We haven’t 100 percent figured that out. We probably will see it in Episode 1.
Bell’s planning for a future where he can no longer operate, while Kit’s more optimistic. Who has the better perspective based on how Bell is health-wise?
That’s a really good, complicated question. We picked multiple sclerosis as a chronic disease because it both can attack you in your life, but you can also deal with it and be the person you want to be while dealing with this chronic disease. We’re trying to be really careful about that. Bruce Greenwood has been very, very meticulous in his research and trying to figure out exactly when and how to show the effects of the disease on his ability to be a doctor. What we want to do is respect the MS community and the struggles that they have, and Bell is going to struggle with it.

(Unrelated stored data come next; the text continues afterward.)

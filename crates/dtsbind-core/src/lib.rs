//! Translation engine for TypeScript declaration files.
//!
//! Turns the public type declarations of a `.d.ts` file into wasm-bindgen
//! `extern "C"` binding declarations, preserving structural typing across
//! the language boundary:
//!
//! ```text
//! declare module 'vscode' {
//!     export function version(): string;
//! }
//! ```
//!
//! becomes
//!
//! ```text
//! use wasm_bindgen::prelude::*;
//!
//! pub mod vscode {
//!     #[wasm_bindgen(js_namespace = vscode)]
//!     extern "C" {
//!         #[wasm_bindgen(js_name = "version")]
//!         pub fn version_1() -> String;
//!     }
//! }
//! ```
//!
//! One pass, no feedback loops: the front end parses, [`builder`] produces
//! the IR tree, [`emit`] renders it. Identical input always yields
//! byte-identical output. Any construct outside the supported subset aborts
//! the run — translation is all-or-nothing, because a silently wrong
//! signature would corrupt the FFI calling contract.

pub mod builder;
pub mod comments;
pub mod emit;
pub mod enums;
pub mod ir;
pub mod typemap;

use std::fs;
use std::path::Path;

use dtsbind_frontend::ParsedFile;
use swc_common::Spanned;
use swc_ecma_ast::{Decl, ModuleDecl, ModuleItem, Stmt};

pub use dtsbind_common::{Error, Result};

use crate::emit::Emitter;
use crate::ir::Module;

/// Translate one declaration file from disk.
pub fn translate_file(path: &Path) -> Result<String> {
    let source = fs::read_to_string(path).map_err(|err| Error::MissingSourceFile {
        path: path.to_path_buf(),
        source: err,
    })?;
    translate_source(&path.display().to_string(), &source)
}

/// Translate declaration-file source text held in memory.
///
/// `name` must still look like a declaration file path; the `.d.ts` rule is
/// about input intent, not about where the bytes came from.
pub fn translate_source(name: &str, source: &str) -> Result<String> {
    if !name.ends_with(".d.ts") {
        return Err(Error::NotADeclarationFile(name.into()));
    }

    let _span = tracing::debug_span!("translate", file = %name).entered();

    let parsed = ParsedFile::parse_source(name, source)?;
    let modules = build_modules(&parsed)?;
    tracing::debug!(roots = modules.len(), "built module IR");

    let mut out = String::new();
    let mut emitter = Emitter::new(&mut out);
    emitter.emit_header();
    for module in &modules {
        emitter.blank();
        emitter.emit_module(module);
    }
    Ok(out)
}

/// Build the IR for every top-level ambient module in a parsed file.
///
/// Anything else at the top level (the odd global interface, triple-slash
/// references) is outside the ambient-module contract and skipped.
pub fn build_modules(parsed: &ParsedFile) -> Result<Vec<Module>> {
    let mut modules = Vec::new();
    for item in &parsed.module().body {
        let decl = match item {
            ModuleItem::Stmt(Stmt::Decl(decl)) => decl,
            ModuleItem::ModuleDecl(ModuleDecl::ExportDecl(export)) => &export.decl,
            _ => continue,
        };
        if let Decl::TsModule(module_decl) = decl {
            let doc = comments::reformat(&parsed.leading_docs(item.span_lo()));
            modules.push(builder::build_module(parsed, module_decl, doc)?);
        }
    }
    Ok(modules)
}
//! Front end for the declaration translator.
//!
//! Parsing is delegated wholesale to swc; this crate is the only place that
//! touches the parser. It hands the rest of the pipeline a [`ParsedFile`]:
//! the parsed module plus the two structural accessors the translation core
//! needs and nothing more — original source text for a span ([`snippet`],
//! used in error messages and verbatim copies) and the doc comment attached
//! to a position ([`leading_docs`]).
//!
//! The AST itself is read-only from the core's point of view: nothing
//! downstream mutates or rebuilds swc nodes.
//!
//! [`snippet`]: ParsedFile::snippet
//! [`leading_docs`]: ParsedFile::leading_docs

use dtsbind_common::{Error, Result};
use swc_common::comments::{Comment, CommentKind, Comments, SingleThreadedComments};
use swc_common::sync::Lrc;
use swc_common::{BytePos, FileName, SourceMap, SourceMapper, Span};
use swc_ecma_ast::{EsVersion, Module};
use swc_ecma_parser::lexer::Lexer;
use swc_ecma_parser::{Parser, StringInput, Syntax, TsSyntax};

/// One parsed declaration file, with its comment map and source map kept
/// alive for snippet and doc-comment lookups.
pub struct ParsedFile {
    file_name: String,
    source_map: Lrc<SourceMap>,
    comments: SingleThreadedComments,
    module: Module,
}

impl std::fmt::Debug for ParsedFile {
    fn fmt(&self, f: &mut std::fmt::Formatter<'_>) -> std::fmt::Result {
        f.debug_struct("ParsedFile")
            .field("file_name", &self.file_name)
            .finish_non_exhaustive()
    }
}

impl ParsedFile {
    /// Parse declaration-file source text held in memory.
    ///
    /// `name` is used for diagnostics only; no file is read.
    pub fn parse_source(name: &str, source: &str) -> Result<Self> {
        let source_map: Lrc<SourceMap> = Lrc::default();
        let file = source_map.new_source_file(
            Lrc::new(FileName::Custom(name.to_string())),
            source.to_string(),
        );
        let comments = SingleThreadedComments::default();

        let lexer = Lexer::new(
            Syntax::Typescript(TsSyntax {
                dts: true,
                ..Default::default()
            }),
            EsVersion::Es2022,
            StringInput::from(&*file),
            Some(&comments),
        );
        let mut parser = Parser::new_from(lexer);

        let module = parser.parse_typescript_module().map_err(|err| Error::Parse {
            file: name.to_string(),
            message: err.kind().msg().to_string(),
        })?;

        // The parser can recover and still report syntax errors; a
        // declaration file that needed recovery is not trustworthy input.
        if let Some(err) = parser.take_errors().into_iter().next() {
            return Err(Error::Parse {
                file: name.to_string(),
                message: err.kind().msg().to_string(),
            });
        }

        tracing::debug!(file = %name, items = module.body.len(), "parsed declaration file");

        Ok(ParsedFile {
            file_name: name.to_string(),
            source_map,
            comments,
            module,
        })
    }

    /// The parsed top-level module.
    pub fn module(&self) -> &Module {
        &self.module
    }

    pub fn file_name(&self) -> &str {
        &self.file_name
    }

    /// Original source text for a span.
    ///
    /// Used for error messages and for constructs that are copied verbatim
    /// (enum initializers, qualified type names).
    pub fn snippet(&self, span: Span) -> String {
        self.source_map
            .span_to_snippet(span)
            .unwrap_or_else(|_| String::from("<unknown>"))
    }

    /// Concatenated doc blocks attached before `pos`, in source order.
    ///
    /// Only JSDoc-style blocks (`/** ... */`) count as documentation; line
    /// comments and plain block comments are ignored. Returns the cleaned
    /// text (frame and `*` gutters stripped), newline-joined; empty when the
    /// node carries no documentation.
    pub fn leading_docs(&self, pos: BytePos) -> String {
        let Some(leading) = self.comments.get_leading(pos) else {
            return String::new();
        };
        leading
            .iter()
            .filter(|c| is_doc_block(c))
            .map(|c| clean_doc_block(&c.text))
            .collect::<Vec<_>>()
            .join("\n")
    }
}

fn is_doc_block(comment: &Comment) -> bool {
    comment.kind == CommentKind::Block && comment.text.starts_with('*')
}

/// Strip the JSDoc frame from a block comment body.
///
/// swc hands us the text between `/*` and `*/`, so a doc block arrives as
/// `* one-liner ` or `*\n * line\n * line\n `. Leading `*` gutters and one
/// following space are removed per line; interior blank lines survive.
fn clean_doc_block(text: &str) -> String {
    let body = &text[1..];
    body.lines()
        .map(|line| {
            let trimmed = line.trim_start();
            match trimmed.strip_prefix('*') {
                Some(rest) => rest.strip_prefix(' ').unwrap_or(rest),
                None => trimmed,
            }
        })
        .collect::<Vec<_>>()
        .join("\n")
        .trim()
        .to_string()
}
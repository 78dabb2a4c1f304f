//! Enum translation.
//!
//! The type name passes through unmodified; member names are capitalized to
//! Rust convention; explicit initializers are copied verbatim as source
//! text. No numeric parsing or validation happens here — a non-integer
//! initializer survives as-is, which is an accepted risk until enums are
//! actually emitted.

use dtsbind_common::{Result, idents};
use dtsbind_frontend::ParsedFile;
use swc_common::Spanned;
use swc_ecma_ast::{TsEnumDecl, TsEnumMemberId};

use crate::ir::{EnumItem, EnumMember};

pub fn translate_enum(file: &ParsedFile, decl: &TsEnumDecl, doc: String) -> Result<EnumItem> {
    let mut members = Vec::with_capacity(decl.members.len());
    for member in &decl.members {
        let raw = match &member.id {
            TsEnumMemberId::Ident(ident) => ident.sym.to_string(),
            TsEnumMemberId::Str(literal) => literal.value.to_string_lossy().into_owned(),
        };
        members.push(EnumMember {
            name: idents::capitalize(&raw),
            init: member.init.as_ref().map(|expr| file.snippet(expr.span())),
        });
    }

    Ok(EnumItem {
        name: decl.id.sym.to_string(),
        doc,
        members,
    })
}
//! Intermediate representation of one translated declaration tree.
//!
//! The IR is built once, top-down, by the module builder and consumed
//! exactly once by the emitter; nothing mutates it in between. The only
//! mutation during construction itself is overload accumulation: repeated
//! same-named function declarations merge into one [`OverloadSet`].

use dtsbind_common::{Error, Result};
use indexmap::IndexMap;

/// One namespace worth of declarations, in source order.
///
/// `functions` is keyed by the declared function name; `IndexMap` keeps
/// first-seen insertion order, which is what makes emission deterministic.
/// Keys are unique by construction and every set holds at least one
/// signature.
#[derive(Debug)]
pub struct Module {
    pub name: String,
    /// Reformatted doc comment (`/// ` lines), empty when undocumented.
    pub doc: String,
    pub vars: Vec<VarItem>,
    pub functions: IndexMap<String, OverloadSet>,
    pub classes: Vec<ClassItem>,
    pub interfaces: Vec<InterfaceItem>,
    pub enums: Vec<EnumItem>,
    pub aliases: Vec<AliasItem>,
    pub children: Vec<Module>,
}

impl Module {
    pub fn new(name: String, doc: String) -> Self {
        Module {
            name,
            doc,
            vars: Vec::new(),
            functions: IndexMap::new(),
            classes: Vec::new(),
            interfaces: Vec::new(),
            enums: Vec::new(),
            aliases: Vec::new(),
            children: Vec::new(),
        }
    }
}

/// A group of same-named function signatures, ordered by first-seen
/// declaration order. The doc comment comes from the first occurrence.
#[derive(Debug)]
pub struct OverloadSet {
    pub name: String,
    pub doc: String,
    pub signatures: Vec<Signature>,
}

impl OverloadSet {
    pub fn new(name: String, doc: String, first: Signature) -> Self {
        OverloadSet {
            name,
            doc,
            signatures: vec![first],
        }
    }

    /// Append one more signature to this set.
    ///
    /// The name check is a defensive invariant: the build-site dispatch
    /// already routes signatures by name, so a mismatch here means the
    /// builder itself went wrong.
    pub fn merge(&mut self, signature: Signature) -> Result<()> {
        if signature.name != self.name {
            return Err(Error::MergeConflict {
                set: self.name.clone(),
                incoming: signature.name,
            });
        }
        self.signatures.push(signature);
        Ok(())
    }
}

#[derive(Debug)]
pub struct Signature {
    pub name: String,
    pub params: Vec<Param>,
    pub ret: TypeExpr,
}

#[derive(Debug)]
pub struct Param {
    pub name: String,
    pub ty: TypeExpr,
    /// `x?: T` in the source. Always rendered `Option<..>`, whatever `ty` is.
    pub optional: bool,
}

/// The supported type-expression subset, closed by construction.
///
/// Anything the lowering step cannot express as one of these variants is an
/// `UnsupportedConstruct` error; there is deliberately no catch-all variant.
#[derive(Debug, Clone, PartialEq, Eq)]
pub enum TypeExpr {
    /// `string`
    Str,
    /// `number`
    Num,
    /// `boolean`
    Bool,
    /// `void`, bare `undefined`, or a missing return annotation
    Unit,
    /// `any` / `unknown`
    Any,
    /// Type reference, name kept verbatim, with mapped type arguments.
    Named(String, Vec<TypeExpr>),
    /// `T[]`
    Array(Box<TypeExpr>),
    /// `[T1, .., Tn]`
    Tuple(Vec<TypeExpr>),
    /// Two-branch union whose second branch is `undefined`.
    Optional(Box<TypeExpr>),
    /// Two-branch union whose first branch is `readonly T`.
    Ref(Box<TypeExpr>),
    /// `(p: P, ..) => R`
    Func(Vec<TypeExpr>, Box<TypeExpr>),
}

/// A translated enum: name verbatim, members capitalized, initializers
/// copied as raw source text. Parsed but not emitted today.
#[derive(Debug)]
pub struct EnumItem {
    pub name: String,
    pub doc: String,
    pub members: Vec<EnumMember>,
}

#[derive(Debug)]
pub struct EnumMember {
    pub name: String,
    /// Verbatim initializer text, no numeric parsing or validation.
    pub init: Option<String>,
}

/// Declarations that are collected for ordering but not emitted today.
#[derive(Debug)]
pub struct ClassItem {
    pub name: String,
    pub doc: String,
}

#[derive(Debug)]
pub struct InterfaceItem {
    pub name: String,
    pub doc: String,
}

#[derive(Debug)]
pub struct AliasItem {
    pub name: String,
    pub doc: String,
}

#[derive(Debug)]
pub struct VarItem {
    pub name: String,
    pub doc: String,
}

He’s not just moving on from surgery because of MS. He’s also moving on from surgery because he’s been this doctor for a long time and Season 6 will be about him, in a way, passing the torch to other surgeons to become great and to teach them. It’s also just who he is and his age. All of our seasons have, in a way, been about the arc of Dr. Bell. He started as this really almost villainous guy who covered up a death in the OR, and now he’s redeemed himself and become this teacher and this guy who wants to do good, and that’s the arc of the show in a way. It’s such a complicated thing, who has the better perspective. It’s more they support each other and will move into the future trying to respect MS and also what it is to be an older doctor who brings other people into the field.
Devon and Leela are back together. She still doesn’t know if she wants kids, and he turned down that job. How stable is their future?
We’ve always wanted [that] relationship to supplant the Nic-Conrad relationship when Nic died and Emily left the show, so this was good soap. We really wanted to show the ways in which it’s hard for a female doctor, a female surgeon to be ambitious, work really hard, and to have stable relationships, and to try to figure out what to do about having a family, because it’s so complicated. We wanted to respect and honor that. We want to continue to respect and honor that. We want them to be a stable, loving relationship at the heart of the show. We’re gonna continue to build to that, but they each have their ambitions and we’re a doctor-centric show, not a patient-centric show, so we always are looking to see what the problems are for the doctors. One is Leela’s desire to have kids or not have kids. The other is Devon’s a superstar now, getting courted by all these people. How does that impact their relationship? They’re gonna have a loving relationship, but it’s not gonna be without its bumps.
Is Andrew McCarthy sticking around in a major capacity?
We love him. We think he’s really great. We love his turn on the show so far. We want to bring him back. We love the soap between him and Cade, father and daughter working in the same hospital. We think that’s really fun and interesting. He plays the sort of narcissistic ambitious surgeon so well [and] we have little hints of character flaws. He’s had a disease, but he also has an issue with painkillers. There’s all kinds of juicy stuff that we can play going forward. Is this a guy who has addiction issues and will he be the superstar doctor moving forward? We intend to keep him. We think he’s done a great job. We think he’s really charismatic.
He’d be a series regular?
He’d be a series regular.
AJ and Padma are having twins. What do you imagine for their relationship and as parents?
We really want to make this about AJ more than about Padma, he’s the doctor and she’s not. He has to figure out how to be a father and yet not too overbearing. He’s an overbearing character. He’s just bigger than life. We love the idea that they’re in a relationship that’s father and mother, but not a couple. That’s such a juicy, complicated, interesting thing, especially when you pair it with Devon and Leela, who are a couple but don’t have kids and Devon wants kids and Leela doesn’t.